Many of the presenters are writers or poets, but there have been artists, musicians, publishers, astronomers, architects, physicians, wilderness guides, theater troupes, and many other kinds of people. The first Forum featured concert pianist Daniel Abrams. Malachy McCourt spoke at one event that required use of the town hall; the audience packed the place.
“Michael does a great job,” said Boggs, “and he knows a lot of people.” The author of at least four novels, six poetry collections, plus criticism and essays, Perkins brings intelligence and broad knowledge to a task that has had its challenges.
“Keeping anything going for 30 years is not easy,” he observed. “Presenting over a thousand intelligent, articulate, and opinionated Woodstockers required angelic patience and acute diplomatic skills, both of which I acquired on the job. You have to like people in the particular, and I do — although humanity in the abstract brings out the misanthrope in me.”
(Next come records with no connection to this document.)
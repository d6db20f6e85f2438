use crate::error::CliError;
use anyhow::{Context, Result};
use reqwest::blocking::Response;
use reqwest::header::CONTENT_TYPE;
use serde::de::IgnoredAny;
use std::io::Write;

const INDENT: &[u8] = b"    ";

/// Writes a response body to `out` and turns a non-success status into an error.
///
/// Errors coming from the request itself are passed through untouched so the
/// printer can wrap a call directly: `print_response(out, client.execute(req))`.
pub fn print_response(out: &mut dyn Write, response: Result<Response>) -> Result<()> {
    let response = response?;
    let status = response.status();
    tracing::info!("{}", status);

    let content_type = response
        .headers()
        .get(CONTENT_TYPE)
        .and_then(|v| v.to_str().ok())
        .map(str::to_owned);
    let body = response.bytes().context("reading response body")?;

    render_body(out, content_type.as_deref(), &body)?;

    if status.is_success() {
        Ok(())
    } else {
        Err(CliError::Status(status).into())
    }
}

pub fn render_body(out: &mut dyn Write, content_type: Option<&str>, body: &[u8]) -> Result<()> {
    if content_type.is_some_and(|ct| ct.contains("json")) {
        serde_json::from_slice::<IgnoredAny>(body).context("decoding JSON response")?;
        out.write_all(&reindent(body))?;
    } else {
        out.write_all(body)?;
    }
    writeln!(out)?;
    Ok(())
}

/// Re-indents an already validated JSON document token by token, so numbers
/// and escapes come out exactly as the server sent them.
fn reindent(body: &[u8]) -> Vec<u8> {
    let mut out = Vec::with_capacity(body.len() * 2);
    let mut depth = 0usize;
    let mut opened = false;
    let mut in_string = false;
    let mut escaped = false;

    for &byte in body {
        if in_string {
            out.push(byte);
            if escaped {
                escaped = false;
            } else if byte == b'\\' {
                escaped = true;
            } else if byte == b'"' {
                in_string = false;
            }
            continue;
        }
        if byte.is_ascii_whitespace() {
            continue;
        }

        // `{}` and `[]` stay on one line.
        if opened {
            opened = false;
            if byte == b'}' || byte == b']' {
                depth = depth.saturating_sub(1);
                out.push(byte);
                continue;
            }
            newline(&mut out, depth);
        }

        match byte {
            b'"' => {
                in_string = true;
                out.push(byte);
            }
            b'{' | b'[' => {
                out.push(byte);
                depth += 1;
                opened = true;
            }
            b'}' | b']' => {
                depth = depth.saturating_sub(1);
                newline(&mut out, depth);
                out.push(byte);
            }
            b',' => {
                out.push(byte);
                newline(&mut out, depth);
            }
            b':' => out.extend_from_slice(b": "),
            _ => out.push(byte),
        }
    }
    out
}

fn newline(out: &mut Vec<u8>, depth: usize) {
    out.push(b'\n');
    for _ in 0..depth {
        out.extend_from_slice(INDENT);
    }
}
// vultrctl - CLI for the Vultr VPS API
// Copyright (C) 2026 The vultrctl Authors
//
// This program is free software: you can redistribute it and/or modify
// it under the terms of the GNU General Public License as published by
// the Free Software Foundation, either version 3 of the License, or
// (at your option) any later version.
//
// This program is distributed in the hope that it will be useful,
// but WITHOUT ANY WARRANTY; without even the implied warranty of
// MERCHANTABILITY or FITNESS FOR A PARTICULAR PURPOSE.  See the
// GNU General Public License for more details.
//
// You should have received a copy of the GNU General Public License
// along with this program.  If not, see <https://www.gnu.org/licenses/>.

//! Usage lines such as `destroy [--yes] <subid>` double as the arity contract
//! for a command's positional arguments.

use std::fmt;
use thiserror::Error;

const VARIADIC: &str = "...";

#[derive(Debug, Clone, PartialEq, Eq)]
pub enum Token {
    /// Command name, flag syntax or any other literal text.
    Word(String),
    Required(String),
    Optional(String),
    Variadic,
}

#[derive(Debug, Error, PartialEq, Eq)]
pub enum UsageError {
    #[error("malformed usage token `{token}` in `{usage}`")]
    Malformed { token: String, usage: String },
    #[error("invalid argument\nUsage: {usage}")]
    InvalidArguments { usage: String },
}

#[derive(Debug, Clone, PartialEq, Eq)]
pub struct Usage {
    tokens: Vec<Token>,
}

impl Usage {
    pub fn parse(line: &str) -> Result<Self, UsageError> {
        let tokens = line
            .split_whitespace()
            .map(|raw| classify(raw, line))
            .collect::<Result<Vec<_>, _>>()?;
        Ok(Self { tokens })
    }

    /// Placeholder names of the positional slots, in order.
    pub fn positional_names(&self) -> impl Iterator<Item = &str> {
        self.tokens.iter().filter_map(|t| match t {
            Token::Required(name) | Token::Optional(name) => Some(name.as_str()),
            Token::Word(_) | Token::Variadic => None,
        })
    }

    /// Checks the positional argument count against the usage line.
    ///
    /// Tokens are scanned left to right; once `...` is reached and every
    /// required token seen so far is covered, any number of trailing
    /// arguments is accepted.
    pub fn validate<S: AsRef<str>>(&self, args: &[S]) -> Result<(), UsageError> {
        let given = args.len();
        let mut required = 0;
        let mut optional = 0;

        for token in &self.tokens {
            match token {
                Token::Required(_) => required += 1,
                Token::Optional(_) => optional += 1,
                Token::Variadic if required <= given => return Ok(()),
                Token::Variadic | Token::Word(_) => {}
            }
        }

        if required <= given && given <= required + optional {
            Ok(())
        } else {
            Err(UsageError::InvalidArguments {
                usage: self.to_string(),
            })
        }
    }
}

impl fmt::Display for Usage {
    fn fmt(&self, f: &mut fmt::Formatter<'_>) -> fmt::Result {
        for (i, token) in self.tokens.iter().enumerate() {
            if i > 0 {
                f.write_str(" ")?;
            }
            match token {
                Token::Word(word) => f.write_str(word)?,
                Token::Required(name) => write!(f, "<{name}>")?,
                Token::Optional(name) => write!(f, "[{name}]")?,
                Token::Variadic => f.write_str(VARIADIC)?,
            }
        }
        Ok(())
    }
}

fn classify(raw: &str, line: &str) -> Result<Token, UsageError> {
    if raw == VARIADIC {
        return Ok(Token::Variadic);
    }

    let bracketed = |open: char, close: char| -> Option<Result<String, UsageError>> {
        let inner = raw.strip_prefix(open)?;
        let name = match inner.strip_suffix(close) {
            Some(name) if is_word(name) => name,
            _ => {
                return Some(Err(UsageError::Malformed {
                    token: raw.to_string(),
                    usage: line.to_string(),
                }));
            }
        };
        Some(Ok(name.to_string()))
    };

    if let Some(name) = bracketed('<', '>') {
        return name.map(Token::Required);
    }
    // `[--yes]` documents a flag, not a positional slot.
    if raw.starts_with("[-") && raw.ends_with(']') {
        return Ok(Token::Word(raw.to_string()));
    }
    if let Some(name) = bracketed('[', ']') {
        return name.map(Token::Optional);
    }
    Ok(Token::Word(raw.to_string()))
}

fn is_word(name: &str) -> bool {
    !name.is_empty() && name.chars().all(|c| c.is_alphanumeric() || c == '_')
}
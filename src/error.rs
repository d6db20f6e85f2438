use reqwest::StatusCode;
use thiserror::Error;

#[derive(Debug, Error)]
pub enum CliError {
    #[error("missing command\n{available}")]
    MissingCommand { available: String },
    #[error("unknown command `{name}`\n{available}")]
    UnknownCommand { name: String, available: String },
    #[error("{message}\nUsage: {usage}")]
    Usage { message: String, usage: String },
    #[error("request failed with status {0}")]
    Status(StatusCode),
    /// The user declined an interactive confirmation.
    #[error("aborted")]
    Aborted,
}
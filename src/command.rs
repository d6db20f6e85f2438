//! Command descriptors and the root dispatcher.
//!
//! Every command carries a usage line that doubles as its positional arity
//! contract, an optional flag set parsed with clap, the API path it talks to,
//! and the handler that runs it.

use crate::client::ApiClient;
use crate::error::CliError;
use crate::ssh::RemoteShell;
use crate::usage::Usage;
use anyhow::{Context as _, Result, anyhow};
use clap::error::ErrorKind;
use clap::{Arg, ArgAction, ArgMatches};
use std::fmt::Write as _;
use std::io::{BufRead, Write};

const POSITIONALS: &str = "ARGS";

pub type Handler = fn(&CommandSpec, &Invocation, &mut Context<'_>) -> Result<()>;

#[derive(Debug, Clone, Copy)]
pub enum FlagKind {
    /// `--name=VALUE`; an empty default means "unset".
    Text { default: &'static str },
    /// `--name`
    Switch,
}

#[derive(Debug, Clone, Copy)]
pub struct FlagSpec {
    pub name: &'static str,
    pub help: &'static str,
    pub kind: FlagKind,
}

#[derive(Clone)]
pub struct CommandSpec {
    pub name: &'static str,
    pub usage: &'static str,
    pub about: &'static str,
    /// API path relative to the endpoint.
    pub path: &'static str,
    pub flags: &'static [FlagSpec],
    pub handler: Handler,
}

impl CommandSpec {
    fn flag_parser(&self) -> clap::Command {
        let mut cmd = clap::Command::new(self.name)
            .no_binary_name(true)
            .about(self.about)
            .override_usage(self.usage)
            .arg(
                Arg::new(POSITIONALS)
                    .num_args(0..)
                    .trailing_var_arg(true)
                    .hide(true),
            );

        for flag in self.flags {
            let arg = Arg::new(flag.name).long(flag.name).help(flag.help);
            cmd = cmd.arg(match flag.kind {
                FlagKind::Text { default } => {
                    let arg = arg.value_name("ID").num_args(1);
                    if default.is_empty() {
                        arg
                    } else {
                        arg.default_value(default)
                    }
                }
                FlagKind::Switch => arg.action(ArgAction::SetTrue),
            });
        }
        cmd
    }
}

/// Flags and positional arguments of one command invocation.
#[derive(Debug)]
pub struct Invocation {
    pub args: Vec<String>,
    matches: ArgMatches,
}

impl Invocation {
    pub fn positional(&self, index: usize) -> Result<&str> {
        self.args
            .get(index)
            .map(String::as_str)
            .ok_or_else(|| anyhow!("missing positional argument #{}", index + 1))
    }

    pub fn text(&self, name: &str) -> &str {
        self.matches
            .try_get_one::<String>(name)
            .ok()
            .flatten()
            .map(String::as_str)
            .unwrap_or_default()
    }

    pub fn switch(&self, name: &str) -> bool {
        self.matches
            .try_get_one::<bool>(name)
            .ok()
            .flatten()
            .copied()
            .unwrap_or(false)
    }
}

/// What a handler may touch. Tests swap the streams and the shell transport.
pub struct Context<'a> {
    pub client: &'a ApiClient,
    pub shell: &'a dyn RemoteShell,
    pub input: &'a mut dyn BufRead,
    pub output: &'a mut dyn Write,
}

struct Registered {
    spec: CommandSpec,
    usage: Usage,
}

pub struct Dispatcher {
    commands: Vec<Registered>,
}

impl Dispatcher {
    pub fn new(specs: Vec<CommandSpec>) -> Result<Self> {
        let commands = specs
            .into_iter()
            .map(|spec| {
                let usage = Usage::parse(spec.usage)
                    .with_context(|| format!("registering `{}`", spec.name))?;
                Ok(Registered { spec, usage })
            })
            .collect::<Result<Vec<_>>>()?;

        for (i, registered) in commands.iter().enumerate() {
            let name = registered.spec.name;
            if commands[..i].iter().any(|earlier| earlier.spec.name == name) {
                return Err(anyhow!("command `{}` is registered twice", name));
            }
        }
        Ok(Self { commands })
    }

    /// Human readable list of commands, used in help and error output.
    pub fn summary(&self) -> String {
        let width = self
            .commands
            .iter()
            .map(|r| r.spec.usage.len())
            .max()
            .unwrap_or(0);
        let mut text = String::from("Commands:");
        for registered in &self.commands {
            let _ = write!(
                text,
                "\n  {:width$}  {}",
                registered.spec.usage,
                registered.spec.about,
                width = width
            );
        }
        text
    }

    /// Fails early on a missing or unknown command name, before any
    /// credentials are needed.
    pub fn check(&self, argv: &[String]) -> Result<(), CliError> {
        self.resolve(argv).map(|_| ())
    }

    pub fn dispatch(&self, ctx: &mut Context<'_>, argv: &[String]) -> Result<()> {
        let registered = self.resolve(argv)?;
        let spec = &registered.spec;

        let matches = match spec.flag_parser().try_get_matches_from(&argv[1..]) {
            Ok(matches) => matches,
            Err(err) if err.kind() == ErrorKind::DisplayHelp => {
                write!(ctx.output, "{}", err.render())?;
                return Ok(());
            }
            Err(err) => {
                return Err(CliError::Usage {
                    message: first_line(&err.to_string()),
                    usage: spec.usage.to_string(),
                }
                .into());
            }
        };

        let args: Vec<String> = matches
            .get_many::<String>(POSITIONALS)
            .map(|values| values.cloned().collect())
            .unwrap_or_default();
        registered.usage.validate(args.as_slice())?;

        let bound: Vec<String> = registered
            .usage
            .positional_names()
            .zip(&args)
            .map(|(name, value)| format!("{name}={value}"))
            .collect();
        tracing::debug!(command = spec.name, args = ?bound, "dispatching");

        let invocation = Invocation { args, matches };
        (spec.handler)(spec, &invocation, ctx)
    }

    fn lookup(&self, name: &str) -> Option<&Registered> {
        self.commands.iter().find(|r| r.spec.name == name)
    }

    fn resolve(&self, argv: &[String]) -> Result<&Registered, CliError> {
        let name = argv.first().ok_or_else(|| CliError::MissingCommand {
            available: self.summary(),
        })?;
        self.lookup(name).ok_or_else(|| CliError::UnknownCommand {
            name: name.clone(),
            available: self.summary(),
        })
    }
}

fn first_line(message: &str) -> String {
    message
        .lines()
        .next()
        .unwrap_or_default()
        .trim_start_matches("error: ")
        .to_string()
}
//! Donor matching: geo radius selection, cooldown eligibility, the response
//! window and the activation orchestrator.

pub mod cooldown;
pub mod geo;
pub mod orchestrator;
pub mod window;

pub use cooldown::{COOLDOWN_DAYS, cooldown_until, is_eligible};
pub use geo::{Candidate, EARTH_RADIUS_KM, MATCH_RADIUS_KM, find_candidates, haversine_km};
pub use orchestrator::{Activation, MatchingOrchestrator};
pub use window::{RESPONSE_WINDOW_SECS, ResponseWindow};

use chrono::{DateTime, Duration, Utc};

/// Tunable matching policy. Defaults are the production constants.
#[derive(Clone, Copy, Debug, PartialEq)]
pub struct MatchingPolicy {
    /// Notification radius, kilometres (inclusive)
    pub radius_km: f64,
    /// Response window length, seconds
    pub response_window_secs: i64,
    /// Days a donor is ineligible after a confirmed donation
    pub cooldown_days: u64,
}

impl MatchingPolicy {
    /// Response window opened at `notified_at`
    #[must_use]
    pub fn window(&self, notified_at: DateTime<Utc>) -> ResponseWindow {
        ResponseWindow::new(notified_at, Duration::seconds(self.response_window_secs))
    }
}

impl Default for MatchingPolicy {
    fn default() -> Self {
        Self {
            radius_km: MATCH_RADIUS_KM,
            response_window_secs: RESPONSE_WINDOW_SECS,
            cooldown_days: COOLDOWN_DAYS,
        }
    }
}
One person who knows him well is poet Will Nixon, who co-authored a book with Perkins, Walking Woodstock: Journeys into the Wild Heart of America’s Most Famous Small Town (Bushwhack Books, 2009). Nixon recalled that for years, Perkins refused to present his own writings at the Forum. “As host, he felt it would be self serving to give a poetry reading as part of his own series,” related Nixon. “So on the occasions when I gave a poetry reading at the forum, I would begin by a reading a poem by ‘the one poet who has never read at the library forum, Michael Perkins.’”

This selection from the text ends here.